Background: Leiomyosarcomas (LMS) are genetically heterogeneous tumors that arise from smooth muscle. Currently, the mainstay of systemic treatment for patients with advanced/metastatic disease is doxorubicin (Dox) based CTx. Several genomic analyses of LMS reveal defects in homologous recombination (HR) DNA repair pathway in about half of patients, consistent with a druggable “BRCAness” phenotype. Thus, we sought to determine which combinations of standard CTx and PARPi might be synergistic promising therapeutic strategies for LMS. Methods: Dox, Docetaxel (Doc), Temozolomide (Tmz) were evaluated in combination with PARPi (Olaparib [Ola], Niraparib [Nira] and Talazoparib [Tala]) at 12 different drug concentrations.

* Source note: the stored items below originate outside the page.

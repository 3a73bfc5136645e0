//! ECDSA over secp256k1 with a fixed SHA-256 digest: ES256k.
//!
//! Unlike the NIST family, signatures use the curve library's DER
//! serialization and are variable length; structural validation happens
//! in the DER parser.

use k256::ecdsa::signature::hazmat::{PrehashSigner, PrehashVerifier};
use sha2::{Digest, Sha256};

use crate::error::SigilError;
use crate::key::Key;
use crate::signer::Signer;

/// The secp256k1 scheme.
#[derive(Debug, Clone, Copy)]
pub struct Es256k;

pub const ES256K: Es256k = Es256k;

impl Signer for Es256k {
    fn alg(&self) -> &'static str {
        "ES256k"
    }

    fn sign(&self, message: &[u8], key: &Key) -> Result<Vec<u8>, SigilError> {
        match key {
            Key::Secp256k1Signing(sk) => {
                let prehash = Sha256::digest(message);
                let sig: k256::ecdsa::Signature = sk
                    .sign_prehash(&prehash)
                    .map_err(|e| SigilError::SigningFailed(format!("secp256k1: {e}")))?;
                Ok(sig.to_der().as_bytes().to_vec())
            }
            _ => Err(SigilError::WrongKeyKind {
                expected: "secp256k1 signing key",
            }),
        }
    }

    fn verify(&self, message: &[u8], signature: &[u8], key: &Key) -> bool {
        match key {
            Key::Secp256k1Verifying(vk) => {
                let Ok(sig) = k256::ecdsa::Signature::from_der(signature) else {
                    return false;
                };
                let prehash = Sha256::digest(message);
                vk.verify_prehash(&prehash, &sig).is_ok()
            }
            _ => false,
        }
    }
}
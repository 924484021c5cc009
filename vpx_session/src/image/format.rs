//! Pixel formats understood by the image buffer and converters.

use std::fmt;

/// Byte positions of the color channels inside one packed pixel.
#[derive(Debug, Clone, Copy, PartialEq, Eq)]
pub struct PackedLayout {
    pub bytes_per_pixel: usize,
    pub red: usize,
    pub green: usize,
    pub blue: usize,
    pub alpha: Option<usize>,
}

/// Color format of an [`Image`](super::Image).
#[derive(Debug, Clone, Copy, PartialEq, Eq, Hash)]
pub enum ImageFormat {
    /// Packed R, G, B; 24 bits per pixel
    Rgb24,
    /// Packed B, G, R; 24 bits per pixel
    Bgr24,
    /// Packed R, G, B, A; 32 bits per pixel
    Rgba32,
    /// Packed B, G, R, A; 32 bits per pixel
    Bgra32,
    /// Planar Y, U, V with 2x2 chroma subsampling
    I420,
    /// Planar Y, V, U with 2x2 chroma subsampling
    Yv12,
    /// Planar Y, U, V with horizontal chroma subsampling
    I422,
    /// Planar Y, U, V without chroma subsampling
    I444,
}

impl ImageFormat {
    pub const ALL: [ImageFormat; 8] = [
        ImageFormat::Rgb24,
        ImageFormat::Bgr24,
        ImageFormat::Rgba32,
        ImageFormat::Bgra32,
        ImageFormat::I420,
        ImageFormat::Yv12,
        ImageFormat::I422,
        ImageFormat::I444,
    ];

    /// Average storage cost of one pixel, chroma included.
    pub fn bits_per_pixel(&self) -> u32 {
        match self {
            ImageFormat::Rgb24 | ImageFormat::Bgr24 | ImageFormat::I444 => 24,
            ImageFormat::Rgba32 | ImageFormat::Bgra32 => 32,
            ImageFormat::I420 | ImageFormat::Yv12 => 12,
            ImageFormat::I422 => 16,
        }
    }

    pub fn is_planar(&self) -> bool {
        self.packed_layout().is_none()
    }

    pub fn plane_count(&self) -> usize {
        if self.is_planar() { 3 } else { 1 }
    }

    /// Horizontal and vertical chroma subsampling as bit shifts.
    pub fn chroma_shift(&self) -> (u32, u32) {
        match self {
            ImageFormat::I420 | ImageFormat::Yv12 => (1, 1),
            ImageFormat::I422 => (1, 0),
            _ => (0, 0),
        }
    }

    /// V plane stored before U.
    pub fn uv_flipped(&self) -> bool {
        *self == ImageFormat::Yv12
    }

    pub fn packed_layout(&self) -> Option<PackedLayout> {
        let layout = |bytes_per_pixel, red, green, blue, alpha| PackedLayout {
            bytes_per_pixel,
            red,
            green,
            blue,
            alpha,
        };
        match self {
            ImageFormat::Rgb24 => Some(layout(3, 0, 1, 2, None)),
            ImageFormat::Bgr24 => Some(layout(3, 2, 1, 0, None)),
            ImageFormat::Rgba32 => Some(layout(4, 0, 1, 2, Some(3))),
            ImageFormat::Bgra32 => Some(layout(4, 2, 1, 0, Some(3))),
            _ => None,
        }
    }
}

impl fmt::Display for ImageFormat {
    fn fmt(&self, f: &mut fmt::Formatter<'_>) -> fmt::Result {
        let name = match self {
            ImageFormat::Rgb24 => "RGB24",
            ImageFormat::Bgr24 => "BGR24",
            ImageFormat::Rgba32 => "RGBA32",
            ImageFormat::Bgra32 => "BGRA32",
            ImageFormat::I420 => "I420",
            ImageFormat::Yv12 => "YV12",
            ImageFormat::I422 => "I422",
            ImageFormat::I444 => "I444",
        };
        f.write_str(name)
    }
}
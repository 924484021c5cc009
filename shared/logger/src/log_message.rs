//! A single formatted log record.

use crate::log_level::LogLevel;
use chrono::Local;

const TIMESTAMP_FORMAT: &str = "%Y-%m-%d %H:%M:%S%.3f";

#[derive(Debug, Clone)]
pub(crate) struct LogMessage {
    pub timestamp: String,
    pub level: LogLevel,
    pub component: Option<String>,
    pub message: String,
}

impl LogMessage {
    /// Stamps a message with the local wall-clock time.
    pub fn new(level: LogLevel, component: Option<&str>, message: &str) -> Self {
        Self {
            timestamp: Local::now().format(TIMESTAMP_FORMAT).to_string(),
            level,
            component: component.map(str::to_owned),
            message: message.to_owned(),
        }
    }

    /// `[timestamp] LEVEL [component]: message` followed by a newline.
    pub fn format(&self) -> String {
        match self.component {
            Some(ref component) => format!(
                "[{}] {} [{}]: {}\n",
                self.timestamp, self.level, component, self.message
            ),
            None => format!("[{}] {}: {}\n", self.timestamp, self.level, self.message),
        }
    }
}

Four LMS cell lines of different origins (gynecological - GY, abdominal - A, extremity - E) were tested in a high throughput manner. All drug concentrations were chosen according to EC_50. Cells were incubated with each combination for 7 days. Viability was assessed by ATPlite Luminescence Assay System.Evaluation of drug combination effect was performed using a Bliss synergy score. This system quantifies the degree of synergy as multiplicative effect of single drugs as if they acted independently. With a synergy score of -5 to 5, the interaction between two drugs is considered as additive; <-5 antagonistic and > 5 synergistic, and therefore a promising combination. Results: Anticancer activity, ranging from additive to synergistic was seen with all combinations. Results were consistent among all cell lines, independent of site of cell line origin (Table) Most synergistic combination in the majority of LMS cell lines were Dox or Tmz when combined with Tala, reaching up to 15 % and 27% above Bliss respectively. In contrast, Doc showed only additive effect with all analyzed PARPi. Conclusions: The data suggest that the combination of Dox or Tmz with PARPi may represent promising treatment options for LMS patients. Recent clinical studies support this notion in uterine LMS. Importantly these results suggest that such approach may be extended to all sites of LMS. Pre-clinical studies are underway to identify the most promising combinations for future clinical trial design.

Legend: Evaluation of synergy between CTx and PARPi in LMS cell lines (STS 39-GY, STS 137-E, STS 210- A, SKLMS1- GY). BLISS calculation for combination therapy is typographically emphasized – synergy, additive, or antagonistic effect. *Drug range represented in values, used for all 12 concentrations.